ChatGPT-Generated Article Illustrates Limitations, Challenges With Technology
By W. Frazier Pruitt
The advent of artificial intelligence (AI) threatens to revolutionize various industries, bolstering efficiency, scalability and innovative problem-solving. Nevertheless, its impact on job markets continues to fuel rigorous debate as AI’s capabilities progress. Sectors wresting with this issue include those in which tasks such as programming, writing simple copy, and collecting and analyzing data are key.
Generative AI models such as OpenAI’s GPT-3, which also powers Microsoft’s Bing AI, and separate competitor Google’s Bard have shown potential in these tasks. But the question remains: Could these AI models ultimately supplant jobs?
We’re bombarded with headlines such as “Is AI Coming for Your Job? ChatGPT Renews Fears”1 and “AI Could Replace Equivalent of 300 Million Jobs.”2 These concerns, despite the deplorable fear mongering, are not without justification. An arms race to discover and harness generative AI is underway, and there is no shortage of people betting their capital on success.
What is less frequently discussed in headlines is what effect generative AI will have on quality. Is quality susceptible to the AI waves of change?
AI and quality management
In the long run, it’s likely no industry will be immune. Nevertheless, quality management poses unique challenges due to its intrinsic complexity and the novelty of the problems it tackles. The issues encountered in quality are multifaceted, influenced by a variety of factors such as human motivations and organizational constraints.
Consequently, the tasks involved necessitate a delicate balance of soft and hard skills, many of which AI struggles to emulate. Furthermore, the novel problems in quality management—well illustrated when writing about quality—demand unique insights derived from data and experience—a challenge that AI models have yet to overcome fully.
Yet, writing instructions and analyzing data are key aspects of quality management and seem to align with the strengths of generative AI models. These models include ChatGPT, Bard and other algorithms that have been developed by scouring the internet and consuming tremendous amounts of data. This situation again begs the question: Will these AI technologies replace jobs in quality?
This column examines the promise and limitations of AI, particularly generative AI, by testing its capability in the task of writing about quality. The act of writing about quality mimics the complexities of quality management and also some repetitive tasks, such as updating work instructions. It is, therefore, a fair and insightful—though incomplete—proxy to test the effectiveness of current generative AI on quality management.
To test, a resulting manuscript was submitted earlier this year, with consent of QP editors, to QP’s peer review process and feedback analysis. The results were conclusive: The paper produced did not meet QP’s publication standards. A thematic analysis of the reviewers’ comments identified three major categories: redundancy, superficial content and timeliness of the content. The first two had negative sentiment, and the third was positive.
Redundancy
Reviewers heavily criticized the manuscript for redundancy, noting the repetition of ideas and sentences throughout the text. The most direct comment regarding redundancy read: “I have never read a manuscript with more repetition of the same ideas and even exact statements.”
This is a strong indictment, but is not unwarranted. Repetition could result in reader frustration and detract from the manuscript’s overall quality. Reviewers noted the manuscript seemed to be AI-generated, a conclusion likely drawn from its repetitive nature, but direct author editing potentially could address this issue.
In reflection of the process used to write the manuscript, there might have been heavy repetition due to the constraints of GPT-3 and a minimalist approach to human intervention. The process used in the test involved only minor editing and redirection at each step.

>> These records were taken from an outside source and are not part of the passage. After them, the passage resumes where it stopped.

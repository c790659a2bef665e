use serde_json::{Map, Value};

use crate::error::RpcError;

/// Protocol version string sent with every request. Verus and the Bitcoin
/// Core family speak JSON-RPC 1.0 and always echo `result`, `error` and `id`.
pub(crate) const JSONRPC_VERSION: &str = "1.0";

#[derive(Debug, serde::Serialize)]
pub(crate) struct JsonRpcRequest<'a> {
    pub(crate) jsonrpc: &'static str,
    pub(crate) id: u64,
    pub(crate) method: &'a str,
    pub(crate) params: &'a [Value],
}

impl<'a> JsonRpcRequest<'a> {
    pub(crate) fn new(id: u64, method: &'a str, params: &'a [Value]) -> Self {
        Self {
            jsonrpc: JSONRPC_VERSION,
            id,
            method,
            params,
        }
    }
}

/// Serialize one request, or a batch of them, into the JSON body handed to
/// the transport.
pub(crate) fn encode_requests<T: serde::Serialize + ?Sized>(
    requests: &T,
) -> Result<Value, RpcError> {
    serde_json::to_value(requests)
        .map_err(|e| RpcError::Malformed(format!("encode JSON-RPC request: {e}")))
}

/// One decoded response envelope: the echoed id plus either a payload or the
/// remote failure it carried.
#[derive(Debug)]
pub(crate) struct ResponseEnvelope {
    pub(crate) id: Value,
    pub(crate) outcome: Result<Value, RpcError>,
}

/// Decode an HTTP body into one or more envelopes.
///
/// A single request is answered with an object, a batch with an array.
/// Anything else is a protocol violation.
pub(crate) fn decode_body(body: &str) -> Result<Vec<ResponseEnvelope>, RpcError> {
    let value: Value = serde_json::from_str(body).map_err(|e| {
        RpcError::Malformed(format!("decode JSON-RPC response: {e}; body={}", snippet(body)))
    })?;

    match value {
        Value::Object(map) => Ok(vec![decode_envelope(map)?]),
        Value::Array(items) => items
            .into_iter()
            .map(|item| match item {
                Value::Object(map) => decode_envelope(map),
                other => Err(RpcError::Malformed(format!(
                    "batch response item is not an object: {other}"
                ))),
            })
            .collect(),
        other => Err(RpcError::Malformed(format!(
            "response is neither an object nor an array: {other}"
        ))),
    }
}

fn decode_envelope(mut map: Map<String, Value>) -> Result<ResponseEnvelope, RpcError> {
    let id = map
        .remove("id")
        .ok_or_else(|| RpcError::Malformed("response envelope has no id".to_owned()))?;
    let error = map.remove("error").filter(|err| !err.is_null());
    let result = map.remove("result");

    let outcome = match (error, result) {
        (Some(_), Some(result)) if !result.is_null() => {
            return Err(RpcError::Malformed(
                "response envelope carries both result and error".to_owned(),
            ));
        }
        (Some(err), _) => Err(parse_jsonrpc_error(err)),
        (None, Some(result)) => Ok(result),
        (None, None) => {
            return Err(RpcError::Malformed(
                "response envelope has neither result nor error".to_owned(),
            ));
        }
    };

    Ok(ResponseEnvelope { id, outcome })
}

/// Parse a JSON-RPC error value into a structured `RpcError`.
///
/// JSON-RPC errors have the shape `{"code": <int>, "message": <string>}`.
/// If the error value matches that shape, we produce a `Remote` error;
/// otherwise we fall back to `Malformed` with the raw JSON.
pub(crate) fn parse_jsonrpc_error(err: Value) -> RpcError {
    #[derive(serde::Deserialize)]
    struct JsonRpcError {
        code: i64,
        message: String,
    }

    match serde_json::from_value::<JsonRpcError>(err.clone()) {
        Ok(parsed) => RpcError::Remote {
            code: parsed.code,
            message: parsed.message,
        },
        Err(_) => RpcError::Malformed(format!("non-standard JSON-RPC error: {err}")),
    }
}

/// Read a response id back as the `u64` we sent. Some proxies stringify ids.
pub(crate) fn parse_id(id: &Value) -> Option<u64> {
    if let Some(n) = id.as_u64() {
        return Some(n);
    }
    id.as_str().and_then(|s| s.parse::<u64>().ok())
}

pub(crate) fn snippet(body: &str) -> String {
    const LIMIT: usize = 256;
    let mut out: String = body.chars().take(LIMIT).collect();
    if body.chars().count() > LIMIT {
        out.push('…');
    }
    out
}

The final essay targeted 2,600 words, far more than the algorithm was naturally inclined, so the author asked the AI to expand the sections multiple times to achieve the length goals.
While GPT-3 added some detail, it was clearly not proportionate to the increase in sheer verbiage. More advanced prompt engineering might have improved the results significantly, along with the tighter segmentation of topics and elimination of internal summaries and conclusions within the specific responses.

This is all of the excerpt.